Action item: Because the material must be preserved as it stands, copy every line exactly.

Study material:
== Segment start ==

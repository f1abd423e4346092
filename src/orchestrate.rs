//! The bootstrap state machine.
//!
//! Drives a service from any intermediate state through
//! `Unconfigured → Initialized(sealed) → Unsealed → EngineEnabled →
//! PoliciesApplied → TokensIssued`, re-probing before each transition so a
//! re-run against a partially bootstrapped service converges without
//! duplicating irreversible actions. Token issuance is the one exception:
//! every run mints fresh tokens.

use tracing::info;

use crate::api::VaultApi;
use crate::error::{BootstrapError, BootstrapStep, VaultError};
use crate::init::{initialize, InitOutcome, UnsealMaterial};
use crate::mounts::ensure_engine;
use crate::policy::{apply_policy, Policy};
use crate::seal::unseal_with_keys;
use crate::secret::SecretString;
use crate::status::{check_status, wait_until_ready, ReadinessProbe};
use crate::token::{issue_token, Token};

/// Input for one bootstrap run. Credentials for a service that was
/// initialized by an *earlier* run are supplied here; a fresh service
/// generates its own.
#[derive(Debug, Clone)]
pub struct BootstrapConfig {
    pub secret_shares: u8,
    pub secret_threshold: u8,
    /// Mount path for the secret store, e.g. "secret".
    pub kv_mount: String,
    /// Engine type for the mount, e.g. "kv-v2".
    pub engine_type: String,
    pub policies: Vec<Policy>,
    /// One token is minted per entry; each entry names the policies the
    /// token is scoped to.
    pub token_policy_sets: Vec<Vec<String>>,
    pub readiness: ReadinessProbe,
    /// Root token from a previous run, required when the service is
    /// already initialized.
    pub root_token: Option<SecretString>,
    /// Externally supplied unseal key shares, used when the service is
    /// sealed but was not initialized by this run.
    pub unseal_keys: Vec<SecretString>,
}

impl BootstrapConfig {
    /// Single-share configuration with no pre-existing credentials.
    pub fn new(kv_mount: impl Into<String>, engine_type: impl Into<String>) -> Self {
        Self {
            secret_shares: 1,
            secret_threshold: 1,
            kv_mount: kv_mount.into(),
            engine_type: engine_type.into(),
            policies: Vec::new(),
            token_policy_sets: Vec::new(),
            readiness: ReadinessProbe::default(),
            root_token: None,
            unseal_keys: Vec::new(),
        }
    }
}

/// What one successful run hands back to the caller. The orchestrator
/// retains no copy of any of it.
#[derive(Debug)]
pub struct BootstrapOutcome {
    /// Present when this run performed the one-time initialization.
    pub unseal_material: Option<UnsealMaterial>,
    /// `true` when this run created the secrets-engine mount.
    pub engine_applied: bool,
    pub tokens: Vec<Token>,
}

fn at(step: BootstrapStep) -> impl Fn(VaultError) -> BootstrapError {
    move |source| BootstrapError::new(step, source)
}

/// Runs the full bootstrap sequence against `api`.
///
/// Strictly sequential: each step's precondition is the observable effect
/// of the previous one, and every fatal error short-circuits with the
/// failing step's identity attached.
pub async fn bootstrap(
    api: &impl VaultApi,
    config: &BootstrapConfig,
) -> Result<BootstrapOutcome, BootstrapError> {
    // Step 0: the collaborator contract is "a reachable endpoint"; hold the
    // sequence until the service answers at all.
    wait_until_ready(api, config.readiness)
        .await
        .map_err(at(BootstrapStep::WaitForService))?;

    // Step 1: one-time initialization.
    let outcome = initialize(api, config.secret_shares, config.secret_threshold)
        .await
        .map_err(at(BootstrapStep::Initialize))?;
    let unseal_material = match outcome {
        InitOutcome::Initialized(material) => Some(material),
        InitOutcome::AlreadyInitialized => None,
    };

    let root_token = match (&unseal_material, &config.root_token) {
        (Some(material), _) => material.root_token.clone(),
        (None, Some(token)) => token.clone(),
        (None, None) => {
            return Err(BootstrapError::new(
                BootstrapStep::Initialize,
                VaultError::ConflictingState(
                    "service is already initialized and no root token was supplied".into(),
                ),
            ))
        }
    };

    // Step 2: unseal, using this run's key shares or the supplied ones.
    let status = check_status(api)
        .await
        .map_err(at(BootstrapStep::Unseal))?;
    if status.sealed {
        let keys: &[SecretString] = match &unseal_material {
            Some(material) => material.keys.as_slice(),
            None => config.unseal_keys.as_slice(),
        };
        if keys.is_empty() {
            return Err(BootstrapError::new(
                BootstrapStep::Unseal,
                VaultError::ConflictingState(
                    "service is sealed and no unseal keys are available".into(),
                ),
            ));
        }
        let still_sealed = unseal_with_keys(api, keys)
            .await
            .map_err(at(BootstrapStep::Unseal))?;
        if still_sealed {
            return Err(BootstrapError::new(
                BootstrapStep::Unseal,
                VaultError::ConflictingState(format!(
                    "service remained sealed after submitting {} key shares",
                    keys.len()
                )),
            ));
        }
    }

    // Step 3: secrets engine.
    let engine_applied = ensure_engine(api, &root_token, &config.kv_mount, &config.engine_type)
        .await
        .map_err(at(BootstrapStep::EnableEngine))?;

    // Step 4: policies. Always written; convergent for identical rules.
    for policy in &config.policies {
        apply_policy(api, &root_token, policy)
            .await
            .map_err(at(BootstrapStep::ApplyPolicies))?;
    }

    // Step 5: scoped tokens, one per configured policy set.
    let mut tokens = Vec::with_capacity(config.token_policy_sets.len());
    for policy_set in &config.token_policy_sets {
        let token = issue_token(api, &root_token, policy_set)
            .await
            .map_err(at(BootstrapStep::IssueTokens))?;
        tokens.push(token);
    }

    info!(
        initialized_here = unseal_material.is_some(),
        engine_applied,
        policies = config.policies.len(),
        tokens = tokens.len(),
        "bootstrap complete"
    );

    Ok(BootstrapOutcome {
        unseal_material,
        engine_applied,
        tokens,
    })
}
//! Scoped token issuance.

use tracing::info;

use crate::api::VaultApi;
use crate::error::VaultError;
use crate::secret::SecretString;

/// A credential scoped to a set of named policies. Every issuance is a new,
/// distinct token; the orchestration run that minted it owns it.
#[derive(Clone)]
pub struct Token {
    pub client_token: SecretString,
    pub policies: Vec<String>,
}

impl std::fmt::Debug for Token {
    fn fmt(&self, f: &mut std::fmt::Formatter<'_>) -> std::fmt::Result {
        f.debug_struct("Token")
            .field("client_token", &self.client_token)
            .field("policies", &self.policies)
            .finish()
    }
}

/// Mints a new token bound to `policies`. The policies must already exist
/// on the service or the call is rejected with a conflicting-state error.
///
/// There is no idempotency here: calling twice with the same policy set
/// yields two distinct live tokens. The caller decides issuance
/// cardinality.
pub async fn issue_token(
    api: &impl VaultApi,
    token: &SecretString,
    policies: &[String],
) -> Result<Token, VaultError> {
    let client_token = api.create_token(token.expose(), policies).await?;
    if client_token.is_empty() {
        return Err(VaultError::Malformed(
            "token creation returned an empty client token".into(),
        ));
    }
    info!(policies = ?policies, "issued scoped token");
    Ok(Token {
        client_token,
        policies: policies.to_vec(),
    })
}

== Segment end ==

Output below:
repository f1abd423e4346092
filename src/orchestrate.rs
//! The bootstrap state machine.
//!
//! Drives a service from any intermediate state through
//! `Unconfigured → Initialized(sealed) → Unsealed → EngineEnabled →
//! PoliciesApplied → TokensIssued`, re-probing before each transition so a
//! re-run against a partially bootstrapped service converges without
//! duplicating irreversible actions. Token issuance is the one exception:
//! every run mints fresh tokens.

use tracing::info;

use crate::api::VaultApi;
use crate::error::{BootstrapError, BootstrapStep, VaultError};
use crate::init::{initialize, InitOutcome, UnsealMaterial};
use crate::mounts::ensure_engine;
use crate::policy::{apply_policy, Policy};
use crate::seal::unseal_with_keys;
use crate::secret::SecretString;
use crate::status::{check_status, wait_until_ready, ReadinessProbe};
use crate::token::{issue_token, Token};

/// Input for one bootstrap run. Credentials for a service that was
/// initialized by an *earlier* run are supplied here; a fresh service
/// generates its own.
#[derive(Debug, Clone)]
pub struct BootstrapConfig {
    pub secret_shares: u8,
    pub secret_threshold: u8,
    /// Mount path for the secret store, e.g. "secret".
    pub kv_mount: String,
    /// Engine type for the mount, e.g. "kv-v2".
    pub engine_type: String,
    pub policies: Vec<Policy>,
    /// One token is minted per entry; each entry names the policies the
    /// token is scoped to.
    pub token_policy_sets: Vec<Vec<String>>,
    pub readiness: ReadinessProbe,
    /// Root token from a previous run, required when the service is
    /// already initialized.
    pub root_token: Option<SecretString>,
    /// Externally supplied unseal key shares, used when the service is
    /// sealed but was not initialized by this run.
    pub unseal_keys: Vec<SecretString>,
}

impl BootstrapConfig {
    /// Single-share configuration with no pre-existing credentials.
    pub fn new(kv_mount: impl Into<String>, engine_type: impl Into<String>) -> Self {
        Self {
            secret_shares: 1,
            secret_threshold: 1,
            kv_mount: kv_mount.into(),
            engine_type: engine_type.into(),
            policies: Vec::new(),
            token_policy_sets: Vec::new(),
            readiness: ReadinessProbe::default(),
            root_token: None,
            unseal_keys: Vec::new(),
        }
    }
}

/// What one successful run hands back to the caller. The orchestrator
/// retains no copy of any of it.
#[derive(Debug)]
pub struct BootstrapOutcome {
    /// Present when this run performed the one-time initialization.
    pub unseal_material: Option<UnsealMaterial>,
    /// `true` when this run created the secrets-engine mount.
    pub engine_applied: bool,
    pub tokens: Vec<Token>,
}

fn at(step: BootstrapStep) -> impl Fn(VaultError) -> BootstrapError {
    move |source| BootstrapError::new(step, source)
}

/// Runs the full bootstrap sequence against `api`.
///
/// Strictly sequential: each step's precondition is the observable effect
/// of the previous one, and every fatal error short-circuits with the
/// failing step's identity attached.
pub async fn bootstrap(
    api: &impl VaultApi,
    config: &BootstrapConfig,
) -> Result<BootstrapOutcome, BootstrapError> {
    // Step 0: the collaborator contract is "a reachable endpoint"; hold the
    // sequence until the service answers at all.
    wait_until_ready(api, config.readiness)
        .await
        .map_err(at(BootstrapStep::WaitForService))?;

    // Step 1: one-time initialization.
    let outcome = initialize(api, config.secret_shares, config.secret_threshold)
        .await
        .map_err(at(BootstrapStep::Initialize))?;
    let unseal_material = match outcome {
        InitOutcome::Initialized(material) => Some(material),
        InitOutcome::AlreadyInitialized => None,
    };

    let root_token = match (&unseal_material, &config.root_token) {
        (Some(material), _) => material.root_token.clone(),
        (None, Some(token)) => token.clone(),
        (None, None) => {
            return Err(BootstrapError::new(
                BootstrapStep::Initialize,
                VaultError::ConflictingState(
                    "service is already initialized and no root token was supplied".into(),
                ),
            ))
        }
    };

    // Step 2: unseal, using this run's key shares or the supplied ones.
    let status = check_status(api)
        .await
        .map_err(at(BootstrapStep::Unseal))?;
    if status.sealed {
        let keys: &[SecretString] = match &unseal_material {
            Some(material) => material.keys.as_slice(),
            None => config.unseal_keys.as_slice(),
        };
        if keys.is_empty() {
            return Err(BootstrapError::new(
                BootstrapStep::Unseal,
                VaultError::ConflictingState(
                    "service is sealed and no unseal keys are available".into(),
                ),
            ));
        }
        let still_sealed = unseal_with_keys(api, keys)
            .await
            .map_err(at(BootstrapStep::Unseal))?;
        if still_sealed {
            return Err(BootstrapError::new(
                BootstrapStep::Unseal,
                VaultError::ConflictingState(format!(
                    "service remained sealed after submitting {} key shares",
                    keys.len()
                )),
            ));
        }
    }

    // Step 3: secrets engine.
    let engine_applied = ensure_engine(api, &root_token, &config.kv_mount, &config.engine_type)
        .await
        .map_err(at(BootstrapStep::EnableEngine))?;

    // Step 4: policies. Always written; convergent for identical rules.
    for policy in &config.policies {
        apply_policy(api, &root_token, policy)
            .await
            .map_err(at(BootstrapStep::ApplyPolicies))?;
    }

    // Step 5: scoped tokens, one per configured policy set.
    let mut tokens = Vec::with_capacity(config.token_policy_sets.len());
    for policy_set in &config.token_policy_sets {
        let token = issue_token(api, &root_token, policy_set)
            .await
            .map_err(at(BootstrapStep::IssueTokens))?;
        tokens.push(token);
    }

    info!(
        initialized_here = unseal_material.is_some(),
        engine_applied,
        policies = config.policies.len(),
        tokens = tokens.len(),
        "bootstrap complete"
    );

    Ok(BootstrapOutcome {
        unseal_material,
        engine_applied,
        tokens,
    })
}
//! Scoped token issuance.

use tracing::info;

use crate::api::VaultApi;
use crate::error::VaultError;
use crate::secret::SecretString;

/// A credential scoped to a set of named policies. Every issuance is a new,
/// distinct token; the orchestration run that minted it owns it.
#[derive(Clone)]
pub struct Token {
    pub client_token: SecretString,
    pub policies: Vec<String>,
}

impl std::fmt::Debug for Token {
    fn fmt(&self, f: &mut std::fmt::Formatter<'_>) -> std::fmt::Result {
        f.debug_struct("Token")
            .field("client_token", &self.client_token)
            .field("policies", &self.policies)
            .finish()
    }
}

/// Mints a new token bound to `policies`. The policies must already exist
/// on the service or the call is rejected with a conflicting-state error.
///
/// There is no idempotency here: calling twice with the same policy set
/// yields two distinct live tokens. The caller decides issuance
/// cardinality.
pub async fn issue_token(
    api: &impl VaultApi,
    token: &SecretString,
    policies: &[String],
) -> Result<Token, VaultError> {
    let client_token = api.create_token(token.expose(), policies).await?;
    if client_token.is_empty() {
        return Err(VaultError::Malformed(
            "token creation returned an empty client token".into(),
        ));
    }
    info!(policies = ?policies, "issued scoped token");
    Ok(Token {
        client_token,
        policies: policies.to_vec(),
    })
}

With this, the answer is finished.